Tutto quello che c'è da sapere

Cosa è lo streptococco carnivoro, il batterio che allarma il Giappone: sintomi e trasmissione

Salute - di Rossella Grasso - 27 Marzo 2024

CONDIVIDI

Esterina De Carlo, Direttore sanitario Istituto Zooprofilttico Sperimentale del Mezzogiorno
Esterina De Carlo, Direttore sanitario Istituto Zooprofilttico Sperimentale del Mezzogiorno

Dal Giappone arriva l’allarme per un nuovo batterio killer che provoca la sindrome da shock tossico streptococcico (Stss), un’infezione batterica da streptococco A rara, ma molto grave, che può causare necrosi dei tessuti e per questo viene definita ‘malattia carnivora’ o del ‘batterio carnivoro’. Il governo di Tokyo ha diffuso l’allerta per l’aumento vertiginoso di casi di persone che contraggono questa malattia.

Secondo i dati riportati dall’AdnKronos, solo a Tokyo si contavano 88 casi al 17 marzo, mentre a livello nazionale 517 secondo quanto riporta ‘The Japan Times’. Nel 2023 il tasso di mortalità da Stss è stato pari al 30% circa, come ricorda il governo metropolitano di Tokyo. L’anno scorso sono stati 141 i casi in città, con 42 decessi. Insomma dopo Dengue, West Nile e Chikungunya un altro allarme in arrivo. Ma cos’è questo batterio carnivoro, quali i sintomi e come si trasmette? A spiegare a L’Unità tutto ciò che c’è da sapere è Esterina De Carlo, Direttore sanitario Istituto Zooprofilttico Sperimentale del Mezzogiorno.

Cos’ è lo streptococco ‘carnivoro’?

È uno streptococco di tipo A che normalmente causa nell’uomo malattie molto comuni come la tonsillite, la faringite e scarlattina. In poche parole è un batterio che alberga comunemente nella gola dell’essere umano ed è la causa più comune di faringo-tonsillite in età scolare. Anche in Italia, nei mesi invernali, si raggiungono picchi elevati fino all’ inizio della primavera.

Streptococco ‘carnivoro’, perchè si chiama così?

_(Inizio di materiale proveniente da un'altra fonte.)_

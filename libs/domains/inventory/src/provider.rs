use tokio_util::sync::CancellationToken;
use tracing::{info, instrument};

use crate::aggregator::{Aggregation, aggregate};
use crate::bootstrap::{Bootstrap, bootstrap};
use crate::client::{CloudBackend, ServiceClientSet};
use crate::error::InventoryResult;
use crate::models::{ProviderIdentity, Resources, ScopeSet};
use crate::options::{BEST_EFFORT_SERVICES_KEY, OptionBlock, SERVICES_KEY};
use crate::services::{ServicePolicy, ServiceSelection};
use crate::verifier::verify;

/// One cloud account's inventory source.
///
/// Everything is fixed at construction; `resources` and `verify` only read
/// shared state, so a provider can serve concurrent calls.
pub struct Provider {
    name: &'static str,
    identity: ProviderIdentity,
    selection: ServiceSelection,
    policy: ServicePolicy,
    clients: ServiceClientSet,
    scopes: ScopeSet,
}

impl Provider {
    /// Build a provider from an option block.
    ///
    /// Fails as a whole on a missing or unusable credential, any client that
    /// cannot be created, or a failed scope listing.
    #[instrument(skip_all, fields(provider = backend.name(), id = options.id()))]
    pub async fn new<B: CloudBackend>(
        backend: &B,
        options: &OptionBlock,
        cancel: &CancellationToken,
    ) -> InventoryResult<Self> {
        let raw_credential = options.require(backend.credential_key())?;
        let identity = ProviderIdentity::new(backend.name(), options.id());
        let selection = ServiceSelection::from_option(options.get(SERVICES_KEY));
        let policy = ServicePolicy::from_option(options.get(BEST_EFFORT_SERVICES_KEY));

        let Bootstrap { clients, scopes } = bootstrap(
            backend,
            raw_credential.as_bytes(),
            &selection,
            &identity,
            cancel,
        )
        .await?;

        info!(
            services = ?selection.names(),
            scopes = scopes.len(),
            "Provider initialized"
        );

        Ok(Self {
            name: backend.name(),
            identity,
            selection,
            policy,
            clients,
            scopes,
        })
    }

    pub fn name(&self) -> &'static str {
        self.name
    }

    pub fn id(&self) -> &str {
        &self.identity.id
    }

    pub fn services(&self) -> Vec<String> {
        self.selection.names()
    }

    pub fn selection(&self) -> &ServiceSelection {
        &self.selection
    }

    pub fn policy(&self) -> &ServicePolicy {
        &self.policy
    }

    pub fn scopes(&self) -> &ScopeSet {
        &self.scopes
    }

    /// Full inventory across every active service and scope.
    pub async fn resources(&self, cancel: &CancellationToken) -> InventoryResult<Resources> {
        self.aggregate(cancel).await.map(|aggregation| aggregation.resources)
    }

    /// Like [`Provider::resources`], also reporting skipped best-effort services.
    #[instrument(skip_all, fields(provider = self.name, id = %self.identity.id))]
    pub async fn aggregate(&self, cancel: &CancellationToken) -> InventoryResult<Aggregation> {
        aggregate(&self.clients, &self.policy, &self.scopes, cancel).await
    }

    #[instrument(skip_all, fields(provider = self.name, id = %self.identity.id))]
    pub async fn verify(&self, cancel: &CancellationToken) -> InventoryResult<()> {
        verify(&self.clients, &self.scopes, cancel).await
    }
}
//! Capability traits implemented by cloud backends.
//!
//! A backend turns raw credential material into per-service clients and
//! enumerates scopes; each service client lists its inventory and answers a
//! cheap access probe.

use std::collections::BTreeMap;
use std::future::Future;
use std::sync::Arc;

use async_trait::async_trait;
use tokio_util::sync::CancellationToken;

use crate::error::{InventoryError, InventoryResult, ServiceError};
use crate::models::{ProviderIdentity, Resources, ScopePage, ScopeSet};
use crate::services::Service;

/// Initialized client for one activated service.
#[cfg_attr(test, mockall::automock)]
#[async_trait]
pub trait ServiceClient: Send + Sync {
    fn service(&self) -> Service;

    /// List this service's resources across every scope.
    ///
    /// Either returns the complete inventory it could see or fails as a
    /// whole.
    async fn collect(&self, scopes: &ScopeSet) -> Result<Resources, ServiceError>;

    /// One lightweight, side-effect-free list call within `scope`.
    async fn probe(&self, scope: &str) -> Result<(), ServiceError>;
}

/// Active clients keyed by service; iterates in catalog order.
pub type ServiceClientSet = BTreeMap<Service, Arc<dyn ServiceClient>>;

/// A cloud vendor: credential registration, client factory and scope listing.
#[async_trait]
pub trait CloudBackend: Send + Sync {
    type Credential: Send + Sync;

    /// Fixed provider type name reported on every resource.
    fn name(&self) -> &'static str;

    /// Option key carrying the raw credential material.
    fn credential_key(&self) -> &'static str;

    async fn register(&self, raw: &[u8]) -> Result<Self::Credential, ServiceError>;

    async fn connect(
        &self,
        service: Service,
        credential: &Self::Credential,
        identity: &ProviderIdentity,
    ) -> Result<Arc<dyn ServiceClient>, ServiceError>;

    /// Fetch one page of visible scopes.
    async fn list_scopes(
        &self,
        credential: &Self::Credential,
        page_token: Option<&str>,
    ) -> Result<ScopePage, ServiceError>;
}

/// Race `future` against cancellation.
pub(crate) async fn cancellable<T, F>(cancel: &CancellationToken, future: F) -> InventoryResult<T>
where
    F: Future<Output = InventoryResult<T>>,
{
    tokio::select! {
        biased;
        _ = cancel.cancelled() => Err(InventoryError::Cancelled),
        result = future => result,
    }
}
//! Compute Engine instance addresses.

use std::collections::BTreeMap;
use std::net::{Ipv4Addr, Ipv6Addr};

use async_trait::async_trait;
use domain_inventory::{ProviderIdentity, Resource, Resources, ScopeSet, Service, ServiceClient, ServiceError};
use serde::Deserialize;

use super::http::{GcpHttp, Page};

#[derive(Debug, Default, Deserialize)]
#[serde(rename_all = "camelCase")]
struct AccessConfig {
    #[serde(rename = "natIP", default)]
    nat_ip: Option<String>,
    #[serde(default)]
    external_ipv6: Option<String>,
}

#[derive(Debug, Default, Deserialize)]
#[serde(rename_all = "camelCase")]
struct NetworkInterface {
    #[serde(rename = "networkIP", default)]
    network_ip: Option<String>,
    #[serde(default)]
    access_configs: Vec<AccessConfig>,
    #[serde(default)]
    ipv6_access_configs: Vec<AccessConfig>,
}

#[derive(Debug, Deserialize)]
#[serde(rename_all = "camelCase")]
struct Instance {
    #[serde(default)]
    name: Option<String>,
    #[serde(default)]
    network_interfaces: Vec<NetworkInterface>,
}

#[derive(Debug, Default, Deserialize)]
struct InstancesScopedList {
    #[serde(default)]
    instances: Vec<Instance>,
}

/// `instances.aggregatedList` response, keyed by `zones/<zone>`
#[derive(Debug, Deserialize)]
#[serde(rename_all = "camelCase")]
struct AggregatedInstancesPage {
    #[serde(default)]
    items: BTreeMap<String, InstancesScopedList>,
    next_page_token: Option<String>,
}

impl Page for AggregatedInstancesPage {
    type Item = Instance;

    fn into_parts(self) -> (Vec<Instance>, Option<String>) {
        let instances = self
            .items
            .into_values()
            .flat_map(|scoped| scoped.instances)
            .collect();
        (instances, self.next_page_token)
    }
}

/// One resource per network interface that carries an address.
fn instance_resources(identity: &ProviderIdentity, scope: &str, instance: &Instance) -> Vec<Resource> {
    let mut resources = Vec::new();

    for nic in &instance.network_interfaces {
        let private = nic
            .network_ip
            .as_deref()
            .and_then(|ip| ip.parse::<Ipv4Addr>().ok());
        let public_v4 = nic
            .access_configs
            .iter()
            .find_map(|config| config.nat_ip.as_deref()?.parse::<Ipv4Addr>().ok());
        let public_v6 = nic
            .ipv6_access_configs
            .iter()
            .find_map(|config| config.external_ipv6.as_deref()?.parse::<Ipv6Addr>().ok());

        if private.is_none() && public_v4.is_none() && public_v6.is_none() {
            continue;
        }

        let mut resource = identity
            .resource(Service::Compute, scope)
            .public(public_v4.is_some() || public_v6.is_some());
        if let Some(ip) = private {
            resource = resource.with_private_ipv4(ip);
        }
        if let Some(ip) = public_v4 {
            resource = resource.with_public_ipv4(ip);
        }
        if let Some(ip) = public_v6 {
            resource = resource.with_public_ipv6(ip);
        }
        if let Some(name) = &instance.name {
            resource = resource.with_name(name.as_str());
        }
        resources.push(resource);
    }

    resources
}

pub struct ComputeClient {
    http: GcpHttp,
    base: String,
    identity: ProviderIdentity,
}

impl ComputeClient {
    pub fn new(http: GcpHttp, base: &str, identity: ProviderIdentity) -> Self {
        Self {
            http,
            base: format!("{}/compute/v1/projects", base),
            identity,
        }
    }
}

#[async_trait]
impl ServiceClient for ComputeClient {
    fn service(&self) -> Service {
        Service::Compute
    }

    async fn collect(&self, scopes: &ScopeSet) -> Result<Resources, ServiceError> {
        let mut resources = Resources::new();
        for project in scopes.iter() {
            let url = format!("{}/{}/aggregated/instances", self.base, project);
            let instances = self.http.list_all::<AggregatedInstancesPage>(&url, &[]).await?;
            for instance in &instances {
                resources.extend(instance_resources(&self.identity, project, instance));
            }
        }
        Ok(resources)
    }

    async fn probe(&self, scope: &str) -> Result<(), ServiceError> {
        let url = format!("{}/{}/regions", self.base, scope);
        self.http
            .get_json::<serde_json::Value>(&url, &[("maxResults", "1")])
            .await?;
        Ok(())
    }
}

Viene definito ‘carnivoro’ perchè questo batterio può produrre delle tossine e degli enzimi in grado di attaccare gli organi interni e distruggere i tessuti. In questo caso si parla di infezione da streptcocco di tipo A invasiva.

Quali sono i sintomi dello streptococco carnivoro?

Febbre alta comune a tutte le infezioni gravi da streptococco. Polmonite, osteomielite, farcite necrotizzante, collasso cardiocircolatorio, insufficienza respiratoria, renale, accompagnate da dolore intenso, edema diffuso e rash cutaneo e dolore addominale.

Lo streptococco carnivoro può essere mortale?

Si, può esserlo quando attacca tessuti diversi dalla faringe producendo una sindrome necrotica nei muscoli (fascite necrotizzante), nelle ossa o quando provoca sindrome da shock tossico.

Come si trasmette lo streptococco carnivoro?

Si può trasmette per contatto attraverso ferite, contatto con la cute e mucose. Esistono, ovviamente, dei fattori predisponente affinchè uno streptococco di tipo A possa generare una infezione invasiva. Ossia diabete, immuno-depressione, utilizzo di droghe e terapie cortisoniche.

Lo streptococco carnivoro è già in Italia?

Per lo Streptococco A è un momento di picco in Italia, nello specifico per quello carnivoro esiste a livello di comunità europea uno studio di durata triennale dove il nostro Paese partecipa con l’Istituto Superiore di Sanità. Lo scopo prioritario è quello di valutare l’incidenza delle infezioni invasive. I casi di infezione invasiva andrebbero segnalati prontamente all’I.S.S.